Wednesday, 14 February 2018

How to rollback Oracle 12c Clusterware/GRID patch (PSU)Step by Step with issue description

Rollback summary

1) Stop oem Agent and Oswatcher on both node
2) Stop all database instance on node1 and  Validation of Oracle Inventory
3) On the 1st node,In case you are rolling back the patch, run this command from root user
#GRID_HOME/OPatch/opatchauto rollback <UNZIPPED_PATCH_LOCATION>/26635815 -analyze
4) On the 1st node, roll back the patch from the GI Home using the opatchauto command.
  As root user, execute the following command:
# <GI_HOME>/OPatch/opatchauto rollback <UNZIPPED_PATCH_LOCATION>/26635815 -oh <GI_HOME>"
5) Start all database instance  on  node1 and Stop the all instance  on  node2
6) From node2  -#GRID_HOME/OPatch/opatchauto rollback <UNZIPPED_PATCH_LOCATION>/26635815 -analyze
7) On the 2nd node, roll back the patch from the GI Home using the opatchauto command.
    As root user, execute the following command:
# <GI_HOME>/OPatch/opatchauto rollback <UNZIPPED_PATCH_LOCATION>/26635815 -oh <GI_HOME>"
8) Verify clusterware  components and patch is installed properly and verify patch log
    Check the following log files in $ORACLE_HOME/sqlpatch/26713565/ for errors:
    26713565_rollback_<database SID>_<CDB name>_<timestamp>.log
9) Start all database instances on node2
10) Check for any corruption in the inventory
11) Start oem Agent and Oswatcher on both node
12) Inform Application to start the application
13) Free all the related jobs which were on hold
14) Start DB monitoring on the Database :

Issue Description

While applying patch on 12 clusterware, We encountered below error due to wrong permission on file orarootagent.bin and one of sub patch applied then session terminated

Error Details

Patch inventory verified successfully on home /u02/oracle/
Bringing down CRS service on home /u02/oracle/
Prepatch operation log file location: /u02/oracle/
CRS service brought down successfully on home /u02/oracle/
Start applying binary patch on home /u02/oracle/
Successfully executed command: /usr/sbin/slibclean
Failed while applying binary patches on home /u02/oracle/

Execution of [OPatchAutoBinaryAction] patch action failed, check log for more details.
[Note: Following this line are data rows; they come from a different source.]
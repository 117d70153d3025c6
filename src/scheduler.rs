//! Frame scheduling capability.
//!
//! The engine never drives time itself: the host injects a scheduler, the
//! engine requests frames, and the host calls
//! [`crate::input::Viewport::on_frame`] when a requested frame is granted.
//! This keeps all physics deterministic under test; the bundled
//! [`ManualScheduler`] stands in for real animation-frame timing.

use std::cell::RefCell;
use std::rc::Rc;

/// Opaque handle for one requested animation frame.
pub type FrameHandle = u64;

/// A host-provided source of animation frames.
pub trait FrameScheduler {
    /// Request one future frame; the handle identifies the grant.
    fn request_frame(&mut self) -> FrameHandle;

    /// Cancel a previously requested frame. Cancelling an already granted
    /// or unknown handle is a no-op.
    fn cancel_frame(&mut self, handle: FrameHandle);
}

#[derive(Default)]
struct ManualInner {
    next: FrameHandle,
    pending: Vec<FrameHandle>,
}

/// A deterministic scheduler driven by hand.
///
/// Cloning shares the underlying queue, so a test can keep one clone while
/// the viewport owns another and drain pending frames between assertions.
#[derive(Clone, Default)]
pub struct ManualScheduler {
    inner: Rc<RefCell<ManualInner>>,
}

impl ManualScheduler {
    pub fn new() -> Self {
        Self::default()
    }

    /// Take all currently pending frame handles, leaving the queue empty.
    pub fn take_pending(&self) -> Vec<FrameHandle> {
        std::mem::take(&mut self.inner.borrow_mut().pending)
    }

    pub fn has_pending(&self) -> bool {
        !self.inner.borrow().pending.is_empty()
    }
}

impl FrameScheduler for ManualScheduler {
    fn request_frame(&mut self) -> FrameHandle {
        let mut inner = self.inner.borrow_mut();
        inner.next += 1;
        let handle = inner.next;
        inner.pending.push(handle);
        handle
    }

    fn cancel_frame(&mut self, handle: FrameHandle) {
        self.inner.borrow_mut().pending.retain(|&h| h != handle);
    }
}
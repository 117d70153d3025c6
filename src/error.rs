//! Error types for engine construction.
//!
//! The running engine itself has no fatal errors: malformed input degrades
//! gracefully and out-of-range scales are clamped. What can fail is handing
//! the engine a configuration it could never animate with, and that is
//! rejected up front.

use thiserror::Error;

/// Errors produced when validating a [`crate::config::ViewportConfig`].
#[derive(Error, Debug, Clone, PartialEq)]
pub enum ConfigError {
    /// Friction must stay in (0, 1) for inertia to decay
    #[error("inertia friction {0} out of range (0, 1)")]
    FrictionOutOfRange(f32),

    /// Spring stiffness must stay in (0, 1)
    #[error("spring stiffness {0} out of range (0, 1)")]
    StiffnessOutOfRange(f32),

    /// Spring damping must stay in (0, 1) for the spring to settle
    #[error("spring damping {0} out of range (0, 1)")]
    DampingOutOfRange(f32),

    /// Scale bounds must be positive and ordered
    #[error("invalid scale bounds: min {min:?}, max {max:?}")]
    InvalidScaleBounds { min: Option<f32>, max: Option<f32> },

    /// Initial scale must be positive
    #[error("non-positive initial scale {0}")]
    NonPositiveScale(f32),

    /// Click threshold must not be negative
    #[error("negative click threshold {0}")]
    NegativeClickThreshold(f32),
}

/// Result type alias for configuration validation.
pub type ConfigResult<T> = Result<T, ConfigError>;
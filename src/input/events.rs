//! Abstract input events consumed by the viewport.
//!
//! These mirror what a DOM or windowing host produces without depending on
//! either: the host translates its native events into these and forwards
//! them.

/// One active touch point.
#[derive(Clone, Copy, Debug, PartialEq)]
pub struct TouchPoint {
    pub x: f32,
    pub y: f32,
    pub id: u64,
}

impl TouchPoint {
    pub fn new(x: f32, y: f32, id: u64) -> Self {
        Self { x, y, id }
    }
}

/// Unit of a wheel event's delta values.
#[derive(Clone, Copy, Debug, PartialEq, Eq)]
pub enum WheelDeltaMode {
    Pixels,
    Lines,
}

/// A wheel event with the cursor position it occurred at.
#[derive(Clone, Copy, Debug, PartialEq)]
pub struct WheelInput {
    pub delta_x: f32,
    pub delta_y: f32,
    pub mode: WheelDeltaMode,
    pub cursor_x: f32,
    pub cursor_y: f32,
    /// True for momentum-phase (coasting trackpad) wheel events
    pub momentum: bool,
}

impl WheelInput {
    pub fn pixels(delta_x: f32, delta_y: f32, cursor_x: f32, cursor_y: f32) -> Self {
        Self {
            delta_x,
            delta_y,
            mode: WheelDeltaMode::Pixels,
            cursor_x,
            cursor_y,
            momentum: false,
        }
    }

    pub fn lines(delta_x: f32, delta_y: f32, cursor_x: f32, cursor_y: f32) -> Self {
        Self {
            delta_x,
            delta_y,
            mode: WheelDeltaMode::Lines,
            cursor_x,
            cursor_y,
            momentum: false,
        }
    }
}
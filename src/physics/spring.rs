//! Scale spring: drives the view scale toward a target after a zoom gesture.

use tracing::trace;

use crate::constants::{MIN_SCALE_FLOOR, SETTLE_EPSILON};
use crate::scheduler::{FrameHandle, FrameScheduler};

/// Result of one spring tick.
#[derive(Clone, Copy, Debug, PartialEq)]
pub struct SpringTick {
    /// Live scale after integrating velocity this frame
    pub current: f32,
    /// True when both distance-to-target and velocity fell below epsilon
    pub settled: bool,
}

/// Damped spring over the scale value.
///
/// When `frame` is clear no animation is in flight and `current == target`
/// is the settled condition the engine drives toward. Velocity is
/// integrated into `current` on every tick, not only adjusted.
#[derive(Debug)]
pub struct ScaleSpring {
    target: f32,
    current: f32,
    velocity: f32,
    stiffness: f32,
    damping: f32,
    pub(crate) frame: Option<FrameHandle>,
}

impl ScaleSpring {
    pub fn new(initial: f32, stiffness: f32, damping: f32) -> Self {
        let initial = initial.max(MIN_SCALE_FLOOR);
        Self {
            target: initial,
            current: initial,
            velocity: 0.0,
            stiffness,
            damping,
            frame: None,
        }
    }

    pub fn current(&self) -> f32 {
        self.current
    }

    pub fn target(&self) -> f32 {
        self.target
    }

    pub fn velocity(&self) -> f32 {
        self.velocity
    }

    pub fn is_active(&self) -> bool {
        self.frame.is_some()
    }

    pub fn owns(&self, handle: FrameHandle) -> bool {
        self.frame == Some(handle)
    }

    /// Update the desired scale. The caller (re)starts the spring if idle.
    pub fn set_target(&mut self, value: f32) {
        self.target = value;
    }

    /// Whether target distance or residual velocity still warrant animation.
    pub fn needs_animation(&self) -> bool {
        (self.target - self.current).abs() > SETTLE_EPSILON
            || self.velocity.abs() > SETTLE_EPSILON
    }

    /// Begin animating, cancelling any previous frame handle first.
    pub fn start(&mut self, scheduler: &mut dyn FrameScheduler) {
        if let Some(handle) = self.frame.take() {
            scheduler.cancel_frame(handle);
        }
        trace!(target = self.target, current = self.current, "spring start");
        self.frame = Some(scheduler.request_frame());
    }

    /// Cancel the frame handle and zero velocity without snapping to target.
    ///
    /// Used to abort mid-gesture.
    pub fn stop(&mut self, scheduler: &mut dyn FrameScheduler) {
        if let Some(handle) = self.frame.take() {
            scheduler.cancel_frame(handle);
        }
        self.velocity = 0.0;
    }

    /// Force both current and target to a value, at rest.
    pub fn snap(&mut self, value: f32) {
        self.target = value;
        self.current = value;
        self.velocity = 0.0;
    }

    /// Advance the spring one frame.
    ///
    /// On settlement, current snaps to target, velocity zeroes, and the
    /// frame handle clears; the caller must not reschedule.
    pub fn tick(&mut self) -> SpringTick {
        let diff = self.target - self.current;
        self.velocity += diff * self.stiffness;
        self.velocity *= self.damping;
        self.current += self.velocity;

        // The scale must never reach zero: an underdamped overshoot below
        // a small target is arrested at the floor instead of propagated.
        if self.current < MIN_SCALE_FLOOR {
            self.current = MIN_SCALE_FLOOR;
            self.velocity = 0.0;
        }

        let settled = (self.target - self.current).abs() < SETTLE_EPSILON
            && self.velocity.abs() < SETTLE_EPSILON;

        if settled {
            self.current = self.target;
            self.velocity = 0.0;
            self.frame = None;
            trace!(scale = self.current, "spring settled");
        }

        SpringTick {
            current: self.current,
            settled,
        }
    }
}
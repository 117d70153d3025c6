//! Gesture state machine - unified state for all viewport interactions.
//!
//! ## State Transitions
//!
//! ```text
//! Idle -> Panning            (pointer down / qualifying single touch)
//! Idle -> Pinching           (second touch point appears)
//! Panning -> Inertia         (release with enough velocity)
//! Panning -> Idle            (release below click threshold -> click)
//! Pinching -> Panning        (touch count drops to one)
//! Idle -> ScalingAnimation   (wheel or programmatic zoom)
//! Any animation -> Idle      (engine reports natural settlement)
//! ```

use crate::constants::VELOCITY_SAMPLES;
use crate::geometry::Point;
use crate::physics::Velocity;

/// Transient state of an active drag.
#[derive(Clone, Copy, Debug, Default, PartialEq)]
pub struct DragState {
    /// True while the drag is in progress
    pub happens: bool,
    pub start_x: f32,
    pub start_y: f32,
    pub last_x: f32,
    pub last_y: f32,
}

impl DragState {
    pub fn begin(x: f32, y: f32) -> Self {
        Self {
            happens: true,
            start_x: x,
            start_y: y,
            last_x: x,
            last_y: y,
        }
    }
}

/// Reference frame of a two-touch gesture, captured at pinch start.
#[derive(Clone, Copy, Debug, Default, PartialEq)]
pub struct PinchState {
    /// Distance between the two touches at pinch start
    pub distance: f32,
    /// Live ratio of current distance to initial distance
    pub scale: f32,
    pub center_x: f32,
    pub center_y: f32,
    /// View pan position at pinch start
    pub offset_x: f32,
    pub offset_y: f32,
}

/// The screen-space point held visually fixed while scale changes.
#[derive(Clone, Copy, Debug, Default, PartialEq)]
pub struct ZoomAnchor {
    pub x: f32,
    pub y: f32,
}

/// Unified interaction state for the viewport.
#[derive(Debug, Clone, Default)]
pub enum GestureState {
    /// No active gesture or animation
    #[default]
    Idle,

    /// Mouse or single-touch drag active
    Panning {
        drag: DragState,
        /// Rolling buffer of recent positions for release-velocity estimation
        samples: Vec<Point>,
        /// Pointer or touch id driving the pan
        pointer: u64,
    },

    /// Two-touch gesture active
    Pinching {
        pinch: PinchState,
        /// Spring scale at pinch start; requested = ref_scale * pinch.scale
        ref_scale: f32,
    },

    /// Spring running with no active touch
    ScalingAnimation,

    /// Velocity decaying with no active touch
    InertiaAnimation,
}

impl GestureState {
    pub fn is_idle(&self) -> bool {
        matches!(self, Self::Idle)
    }

    pub fn is_panning(&self) -> bool {
        matches!(self, Self::Panning { .. })
    }

    pub fn is_pinching(&self) -> bool {
        matches!(self, Self::Pinching { .. })
    }

    pub fn is_animating(&self) -> bool {
        matches!(self, Self::ScalingAnimation | Self::InertiaAnimation)
    }

    /// Reset to Idle.
    pub fn reset(&mut self) {
        *self = Self::Idle;
    }
}

/// Push a position into the rolling sample buffer, keeping it short.
pub(crate) fn push_sample(samples: &mut Vec<Point>, point: Point) {
    if samples.len() >= VELOCITY_SAMPLES {
        samples.remove(0);
    }
    samples.push(point);
}

/// Estimate release velocity from the recorded positions.
///
/// A simple finite difference over the last three samples,
/// `(pos[n] - pos[n-2]) / 2`, falling back to the last pair.
pub(crate) fn estimate_velocity(samples: &[Point]) -> Velocity {
    match samples.len() {
        0 | 1 => Velocity::default(),
        2 => Velocity::new(
            samples[1].x - samples[0].x,
            samples[1].y - samples[0].y,
        ),
        n => Velocity::new(
            (samples[n - 1].x - samples[n - 3].x) / 2.0,
            (samples[n - 1].y - samples[n - 3].y) / 2.0,
        ),
    }
}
Failures:
Patch Target : node1->/u02/oracle/ Type[crs]
Details: [
---------------------------Patching Failed---------------------------------
Command execution failed during patching in home: /u02/oracle/, host: node1.
Command failed:  /u02/oracle/  apply /staging/12ccluster_patch/26635815 -oh /u02/oracle/ -target_type cluster -binary -invPtrLoc /u02/oracle/ -persistresult /u02/oracle/ -analyzedresult /u02/oracle/
Command failure output:
==Following patches FAILED in apply:

Patch: /staging/12ccluster_patch/26635815/26392192
Log: /u02/oracle/
Reason: Failed during Patching: oracle.opatch.opatchsdk.OPatchException:
Prerequisite check "CheckApplicable" failed.

After fixing the cause of failure Run opatchauto resume with session id "QUSX"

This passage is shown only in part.